US Congress Passed New “CLOUD Act” Giving Them Easier
Access To YOUR Data
The controversial CLOUD Act (Clarifying Lawful Overseas Use of Data) was snuck into the 2,232 page government spending bill that needed to be passed in order to avoid another government shutdown on March 23rd. The bill was given to members of the House of Representatives 1 day before it needed to be approved.
Tech Companies, like Apple & Facebook, wrote a joint letter supporting the Act and stated the following:
“The new Clarifying Lawful Overseas Use of Data (CLOUD) Act reflects a growing consensus in favor of protecting Internet users around the world and provides a logical solution for governing cross-border access to data. Introduction of this bipartisan legislation is an important step toward enhancing and protecting individual privacy rights, reducing international conflicts of law and keeping us all safer.”
However, upon reading closer, it appears the Act allows for further erosion of users privacy rights. The act will allow foreign governments and law enforcement agencies to have easier access to private data stored on servers overseas.
The EFF has strong concerns that the Act was never reviewed or marked up by any committee and was attached as an unrelated data bill to the $1.3 trillion government spending bill.
They go on to state:
“Because of this failure, U.S. and foreign police will have new mechanisms to seize data across the globe. Because of this failure, your private emails, your online chats, your Facebook, Google, Flickr photos, your Snapchat videos, your private lives online, your moments shared digitally between only those you trust, will be open to foreign law enforcement without a warrant and with few restrictions on using and sharing your information. Because of this failure, U.S. laws will be bypassed on U.S. soil.”

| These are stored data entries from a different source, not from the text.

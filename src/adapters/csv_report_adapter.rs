//! CSV report adapter: daily equity history and the trade ledger.

use std::fs;
use std::path::{Path, PathBuf};

use crate::domain::backtest::SymbolReport;
use crate::domain::error::SlopetraderError;
use crate::domain::indicator::{BiasLabel, MaLabel};
use crate::ports::report_port::ReportPort;

#[derive(Default)]
pub struct CsvReportAdapter;

fn report_err(e: csv::Error) -> SlopetraderError {
    SlopetraderError::Report {
        reason: e.to_string(),
    }
}

fn opt(value: Option<f64>) -> String {
    value.map(|v| format!("{v:.4}")).unwrap_or_default()
}

impl CsvReportAdapter {
    pub fn new() -> Self {
        Self
    }

    fn write_equity(report: &SymbolReport, path: &Path) -> Result<(), SlopetraderError> {
        let windows: Vec<usize> = report
            .rows
            .first()
            .map(|r| r.ma.keys().copied().collect())
            .unwrap_or_default();

        let mut wtr = csv::Writer::from_path(path).map_err(report_err)?;
        let mut header: Vec<String> = ["date", "open", "high", "low", "close"]
            .iter()
            .map(|s| s.to_string())
            .collect();
        header.extend(windows.iter().map(|&w| MaLabel(w).to_string()));
        header.extend(windows.iter().map(|&w| BiasLabel(w).to_string()));
        header.extend(
            ["slope", "signal", "action", "shares", "cash", "total"]
                .iter()
                .map(|s| s.to_string()),
        );
        wtr.write_record(&header).map_err(report_err)?;

        for (row, snap) in report.rows.iter().zip(&report.result.history) {
            let bar = &row.bar;
            let mut record = vec![
                bar.date.to_string(),
                bar.open.to_string(),
                bar.high.to_string(),
                bar.low.to_string(),
                bar.close.to_string(),
            ];
            record.extend(windows.iter().map(|&w| opt(row.ma(w))));
            record.extend(windows.iter().map(|&w| opt(row.bias(w))));
            record.push(opt(row.slope));
            record.push(snap.signal.to_string());
            record.push(snap.action.map(|a| a.to_string()).unwrap_or_default());
            record.push(snap.shares.to_string());
            record.push(format!("{:.2}", snap.cash));
            record.push(format!("{:.2}", snap.total));
            wtr.write_record(&record).map_err(report_err)?;
        }
        wtr.flush()?;
        Ok(())
    }

    fn write_trades(report: &SymbolReport, path: &Path) -> Result<(), SlopetraderError> {
        let mut wtr = csv::Writer::from_path(path).map_err(report_err)?;
        wtr.write_record([
            "date",
            "side",
            "price",
            "shares",
            "commission",
            "balance",
            "holding_days",
            "reason",
        ])
        .map_err(report_err)?;
        for t in &report.result.trades {
            wtr.write_record([
                t.date.to_string(),
                t.side.to_string(),
                t.price.to_string(),
                t.shares.to_string(),
                format!("{:.2}", t.commission),
                format!("{:.2}", t.balance),
                t.holding_days.map(|d| d.to_string()).unwrap_or_default(),
                t.reason.clone(),
            ])
            .map_err(report_err)?;
        }
        wtr.flush()?;
        Ok(())
    }
}

impl ReportPort for CsvReportAdapter {
    fn write(
        &self,
        report: &SymbolReport,
        output_dir: &Path,
    ) -> Result<Vec<PathBuf>, SlopetraderError> {
        fs::create_dir_all(output_dir)?;
        let stem = report.entry.file_stem();
        let equity = output_dir.join(format!("{stem}_equity.csv"));
        let trades = output_dir.join(format!("{stem}_trades.csv"));
        Self::write_equity(report, &equity)?;
        Self::write_trades(report, &trades)?;
        tracing::info!(equity = %equity.display(), trades = %trades.display(), "csv report written");
        Ok(vec![equity, trades])
    }
}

Highlights of The CLOUD Act
The CLOUD Act is a far-reaching, privacy-upending piece of legislation that will:
- Enable foreign police to collect and wiretap people’s communications from U.S. companies, without obtaining a U.S. warrant.
- Allow foreign nations to demand personal data stored in the United States,without prior review by a judge.
- Allow the U.S. president to enter “executive agreements” that empower police in foreign nations that have weaker privacy laws than the United States to seize data in the United States while ignoring U.S. privacy laws.
- Allow foreign police to collect someone’s data without notifying them about it.
- Empower U.S. police to grab any data, regardless if it’s a U.S. person’s or not, no matter where it is stored.
It’s unclear how the government will actually utilize its new powers from the Act. If you are concerned about your data being accessed, some projects like Sia and ZenCashare helping to build communities, systems, and payment networks to keep your privacy and data in your own hands.